Typically when a diffusion generation is visualized, we are observing the current state of the noisy canvas. However here is a visualization of what our guess is of the final denoised output at every step. In early steps, this changes significantly. Our context is low, so our hallucinated end result is in flux. But as we add more context, it starts to solidify as agreement is reached.

A key difference here is that we are allowed to update the data with our guesses. Normally in human perception, your guesses need to adapt to the static unchanging phenomena. However, here the guesses actually change reality and modify what is received bottom-up on the next step. The model takes a look, add its own hallucination on top of it, rinse and repeat until the hypothesis and the visual signal become the same.

Another example of this is Google's DeepDream. DeepDream takes a model that is purely bottom-up but runs optimization to reverse the flow of the model. At every step, we encode the canvas, compare it to a reference concept (for instance, how much does this image embody "dogness"?) and then optimize the image to embody more of that concept. Once again, we are modifying reality per se. The resulting images are quite reminiscent of psychedelic visuals, possibly hinting at what happens when top-down processing overpowers bottom-up

This is why outputs of models are often referred to as hallucinations. Not just when they hallucinate the wrong answer, but more generally the entirety of their outputs begin from nothing or partial context, and then are built by by a cycle of reading the current state and making a guess that is written back onto the canvas.

Hallucination is a feature, not a bug. It is the whole means by which we are able to generate new content. It is only problematic when the continued sentence by the language model tells me Paris is the capital of Antarctica. However, when the model correctly tells me Paris is the capital of France, it has still hallucinated one of many possible text continuations, just one that happens to align with our reality. Therefore, the holy grail lies in achieving controlled hallucinations.

However, when we feed an image to a visual language model for it to answer questions on, the visual signal itself is static. While the text thereafter is hallucinated, the image itself is processed entirely bottom-up.

How could we achieve top-down/generative recognition in AI? What are the advantages?

A few thoughts come to mind as to how we may develop recognition models with top-down processing.

This is a prime example of where we'd want to be cautious. Upscaling a heavily compressed image of someone reveals the model's priors/biases, biases that do not align with our own. With a popular image of someone famous like Obama has a high level of expectation/bias given the iconicity, plus perhaps the fact that the features we most depend on for recognition may remain more intact despite the destruction, the distorted signal is enough to trigger proper identification for us. However, for the model, imaginably trained on a dataset of disproportionately white people, is biased in a different direction.

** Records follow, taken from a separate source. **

//! The plugin registry and the declarative YAML config loader built on it.
//!
//! Grounded on the teacher's `config::{registration, validate}` pair: a
//! process-wide registry maps a plugin name to a creator function plus its
//! declared [`ConfigSpec`]; `register_plugin` populates it and
//! `parse_configuration_item` resolves one YAML item against it. Adapted
//! from the teacher's single-input/single-output/Processor item types to
//! the five this crate's pipeline actually wires: input, filter, codec,
//! framing, output (section 2, component 10).

use std::collections::HashMap;
use std::env;
use std::fmt;
use std::future::Future;
use std::pin::Pin;
use std::sync::{Arc, Mutex};

use handlebars::Handlebars;
use jsonschema::{Draft, JSONSchema};
use once_cell::sync::Lazy;
use serde::{Deserialize, Serialize};
use serde_yaml::Value;
use tracing::{debug, error, trace};

mod registration;
mod validate;
pub use registration::register_plugin;
pub(crate) use validate::parse_configuration_item;

use crate::codec::Codec;
use crate::filter::Filter;
use crate::framing::Framing;
use crate::input::Input;
use crate::output::Output;
use crate::Error;

/// The pinned async function a plugin registers to build its runtime
/// instance from a YAML config payload.
pub type Callback = fn(Value) -> Pin<Box<dyn Future<Output = Result<ExecutionType, Error>> + Send>>;

/// Which registry bucket a plugin name lives in.
#[derive(PartialEq, Eq, Hash, Clone, Copy, Debug)]
pub enum ItemType {
    Input,
    Filter,
    Codec,
    Framing,
    Output,
}

impl fmt::Display for ItemType {
    fn fmt(&self, f: &mut fmt::Formatter) -> fmt::Result {
        let msg = match self {
            ItemType::Input => "input",
            ItemType::Filter => "filter",
            ItemType::Codec => "codec",
            ItemType::Framing => "framing",
            ItemType::Output => "output",
        };
        write!(f, "{msg}")
    }
}

/// A constructed plugin instance, ready to be wired into a [`crate::pipeline::Pipeline`].
pub enum ExecutionType {
    Input(Box<dyn Input>),
    Filter(Arc<dyn Filter>),
    Codec(Arc<dyn Codec>),
    Framing(Arc<dyn Framing>),
    Output(Box<dyn Output>),
}

static ENV: Lazy<Mutex<HashMap<ItemType, HashMap<String, RegisteredItem>>>> = Lazy::new(|| {
    let mut m = HashMap::new();
    m.insert(ItemType::Input, HashMap::new());
    m.insert(ItemType::Filter, HashMap::new());
    m.insert(ItemType::Codec, HashMap::new());
    m.insert(ItemType::Framing, HashMap::new());
    m.insert(ItemType::Output, HashMap::new());
    Mutex::new(m)
});

#[derive(Clone)]
pub(crate) struct RegisteredItem {
    pub creator: Callback,
    pub format: ConfigSpec,
}

#[derive(Clone)]
pub(crate) struct ParsedRegisteredItem {
    pub creator: Callback,
    pub config: Value,
}

/// One named YAML item (`{name: {..config..}}`), as it appears in a
/// pipeline document's `inputs`/`filters`/`outputs` lists.
#[derive(Debug, Deserialize, Serialize, Clone)]
pub(crate) struct Item {
    pub label: Option<String>,
    #[serde(flatten)]
    pub extra: HashMap<String, Value>,
}

/// The raw, unvalidated shape of a pipeline YAML document. Renders through
/// Handlebars against the process environment before parsing, the way the
/// teacher's `Config::from_str` does, so `{{FOO}}` placeholders resolve to
/// `$FOO` at load time.
#[derive(Debug, Deserialize, Serialize)]
pub struct Config {
    pub label: Option<String>,
    pub num_threads: Option<usize>,
    pub timeout_secs: Option<u64>,
    pub inputs: Vec<Item>,
    #[serde(default)]
    pub filters: Vec<Item>,
    pub outputs: Vec<Item>,
}

impl std::str::FromStr for Config {
    type Err = Error;
    fn from_str(conf: &str) -> Result<Self, Self::Err> {
        let environment_variables: HashMap<String, String> = env::vars().collect();

        let mut handlebars = Handlebars::new();
        handlebars.set_strict_mode(true);

        let populated = handlebars
            .render_template(conf, &environment_variables)
            .map_err(|e| Error::ConfigFailedValidation(e.to_string()))?;

        Ok(serde_yaml::from_str(&populated)?)
    }
}

impl Config {
    /// Resolves every named item against the plugin registry, validating
    /// each payload against its declared [`ConfigSpec`].
    pub async fn validate(self) -> Result<ParsedConfig, Error> {
        if self.inputs.is_empty() {
            return Err(Error::Validation("at least one input is required".into()));
        }
        if self.outputs.is_empty() {
            return Err(Error::Validation("at least one output is required".into()));
        }

        let mut inputs = Vec::new();
        for item in &self.inputs {
            inputs.push(parse_configuration_item(ItemType::Input, &item.extra).await?);
        }

        let mut filters = Vec::new();
        for item in &self.filters {
            filters.push(parse_configuration_item(ItemType::Filter, &item.extra).await?);
        }

        let mut outputs = Vec::new();
        for item in &self.outputs {
            outputs.push(parse_configuration_item(ItemType::Output, &item.extra).await?);
        }

        let num_threads = self.num_threads.unwrap_or_else(num_cpus::get);
        trace!(num_threads, "configuration is valid");

        Ok(ParsedConfig {
            label: self.label,
            num_threads,
            timeout_secs: self.timeout_secs,
            inputs,
            filters,
            outputs,
        })
    }
}

/// A [`Config`] whose items have all been resolved against the registry.
#[derive(Clone)]
pub struct ParsedConfig {
    pub label: Option<String>,
    pub num_threads: usize,
    pub timeout_secs: Option<u64>,
    pub(crate) inputs: Vec<ParsedRegisteredItem>,
    pub(crate) filters: Vec<ParsedRegisteredItem>,
    pub(crate) outputs: Vec<ParsedRegisteredItem>,
}

impl ParsedConfig {
    /// Instantiates every resolved item, producing a pipeline ready to run.
    pub async fn build(&self) -> Result<crate::pipeline::PipelineOptions, Error> {
        let mut inputs = Vec::new();
        for item in &self.inputs {
            match (item.creator)(item.config.clone()).await? {
                ExecutionType::Input(input) => {
                    inputs.push(crate::pipeline::PipelineInput::new(input))
                }
                _ => return Err(Error::Validation("expected an input plugin".into())),
            }
        }

        let mut global_filters = Vec::new();
        for item in &self.filters {
            match (item.creator)(item.config.clone()).await? {
                ExecutionType::Filter(filter) => global_filters.push(filter),
                _ => return Err(Error::Validation("expected a filter plugin".into())),
            }
        }

        let mut outputs = Vec::new();
        for item in &self.outputs {
            match (item.creator)(item.config.clone()).await? {
                ExecutionType::Output(output) => outputs.push(output),
                _ => return Err(Error::Validation("expected an output plugin".into())),
            }
        }

        Ok(crate::pipeline::PipelineOptions {
            inputs,
            global_filters,
            outputs,
            timeout: self.timeout_secs.map(std::time::Duration::from_secs),
            ..Default::default()
        })
    }
}

/// A compiled JSON Schema (Draft 7) snippet a plugin validates its config
/// payload against before being instantiated.
pub struct ConfigSpec {
    raw_schema: String,
    schema: Arc<JSONSchema>,
}

impl std::fmt::Debug for ConfigSpec {
    fn fmt(&self, f: &mut std::fmt::Formatter<'_>) -> std::fmt::Result {
        f.debug_struct("ConfigSpec")
            .field("raw_schema", &self.raw_schema)
            .finish()
    }
}

impl Clone for ConfigSpec {
    fn clone(&self) -> Self {
        ConfigSpec {
            raw_schema: self.raw_schema.clone(),
            schema: Arc::clone(&self.schema),
        }
    }
}

impl ConfigSpec {
    /// Compiles a YAML-encoded JSON Schema document.
    pub fn from_schema(conf: &str) -> Result<Self, Error> {
        let v: Value = serde_yaml::from_str(conf)?;
        let intermediate = serde_json::to_string(&v)?;
        let f: serde_json::Value = serde_json::from_str(&intermediate)?;

        let schema = JSONSchema::options()
            .with_draft(Draft::Draft7)
            .compile(&f)
            .map_err(|e| Error::InvalidValidationSchema(e.to_string()))?;

        Ok(ConfigSpec {
            raw_schema: conf.into(),
            schema: Arc::new(schema),
        })
    }

    /// Validates a YAML-encoded config payload against this schema.
    pub fn validate(&self, content: &str) -> Result<(), Error> {
        let v: Value = serde_yaml::from_str(content)?;
        let intermediate = serde_json::to_string(&v)?;
        let f: serde_json::Value = serde_json::from_str(&intermediate)?;
        if let Err(errors) = self.schema.validate(&f) {
            let errs: Vec<String> = errors.map(|e| e.to_string()).collect();
            error!(errors = errs.join(" "), "validation failed");
            return Err(Error::ConfigFailedValidation(errs.join(" ")));
        }
        debug!("config payload validated");
        Ok(())
    }
}

#[cfg(test)]
mod test {
    use super::*;

    #[test]
    fn validate_configuration_item() {
        let schema = "properties:
  scanner:
    type: object
    properties:
      lines:
        type: boolean";
        let input = "scanner:
  lines: true";

        let conf = ConfigSpec::from_schema(schema).unwrap();
        conf.validate(input).unwrap();
    }

    #[test]
    fn expect_schema_failure() {
        let schema = "properties:
  scanner:
    type: object
    properties:
      lines:
        type: number";
        let input = "scanner:
  lines: true";

        let conf = ConfigSpec::from_schema(schema).unwrap();
        assert!(conf.validate(input).is_err());
    }

    #[test]
    fn parses_multi_input_multi_output_document() {
        let doc = "inputs:
  - stdin: {}
outputs:
  - drop: {}
  - stdout: {}";
        let config: Config = serde_yaml::from_str(doc).unwrap();
        assert_eq!(config.inputs.len(), 1);
        assert_eq!(config.outputs.len(), 2);
    }
}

Now the funny thing is with guesses from partial, compressed, or distorted information like this is that there is no right answer. For all we know, both we and the model are wrong and the distorted picture of Obama is actually a close Obama look-alike. When going from low information to higher information content, we inevitably have to fill in and hallucinate the gaps. It is a one-to-many problem in that there are many possible high information data that when compressed could give the exact observed downsampled version. Every person and AI model has different inductive biases as to what they will assume, and its quite possible someone who has never seen Obama could make a guess of something like the example on the right.

Confidence

Where this becomes appalling is the confidence the model appears to show. When people don't immediately recognize a downsampled image, we might admit, we don't know who it is. Instead of jumping to a conclusion, an exact sample, we may sit in the superposition of all the possibilities it could be without actually committing to any answer. The model on the other hand, whether a stochastic or deterministic upsampler, is asked to deliver a sample instead of a superposition. I would equate this to being given a downsampled image of a person and someone forcing you to make a high-fidelity sketch of what this person could look like. You'd have to rely on your biases to fill in the gaps.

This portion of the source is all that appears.